Work to be completed :: Each record listed below is to be output exactly as written.

(Stored data)
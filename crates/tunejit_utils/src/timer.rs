use std::time::{Duration, Instant};

/// Simple stopwatch helper for wall-clock measurements.
pub struct Stopwatch {
    start: Instant,
}

impl Stopwatch {
    pub fn start_new() -> Self {
        Self {
            start: Instant::now(),
        }
    }

    pub fn elapsed(&self) -> Duration {
        self.start.elapsed()
    }

    /// Run `f` and return its result with the time it took.
    pub fn time<T>(f: impl FnOnce() -> T) -> (T, Duration) {
        let watch = Self::start_new();
        let value = f();
        (value, watch.elapsed())
    }
}

#[cfg(test)]
mod tests {
    use super::*;

    #[test]
    fn test_time_returns_value() {
        let (value, elapsed) = Stopwatch::time(|| 21 * 2);
        assert_eq!(value, 42);
        assert!(elapsed < Duration::from_secs(5));
    }
}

Problem solution ::
filename crates/tunejit_utils/src/timer.rs
use std::time::{Duration, Instant};

/// Simple stopwatch helper for wall-clock measurements.
pub struct Stopwatch {
    start: Instant,
}

impl Stopwatch {
    pub fn start_new() -> Self {
        Self {
            start: Instant::now(),
        }
    }

    pub fn elapsed(&self) -> Duration {
        self.start.elapsed()
    }

    /// Run `f` and return its result with the time it took.
    pub fn time<T>(f: impl FnOnce() -> T) -> (T, Duration) {
        let watch = Self::start_new();
        let value = f();
        (value, watch.elapsed())
    }
}

#[cfg(test)]
mod tests {
    use super::*;

    #[test]
    fn test_time_returns_value() {
        let (value, elapsed) = Stopwatch::time(|| 21 * 2);
        assert_eq!(value, 42);
        assert!(elapsed < Duration::from_secs(5));
    }
}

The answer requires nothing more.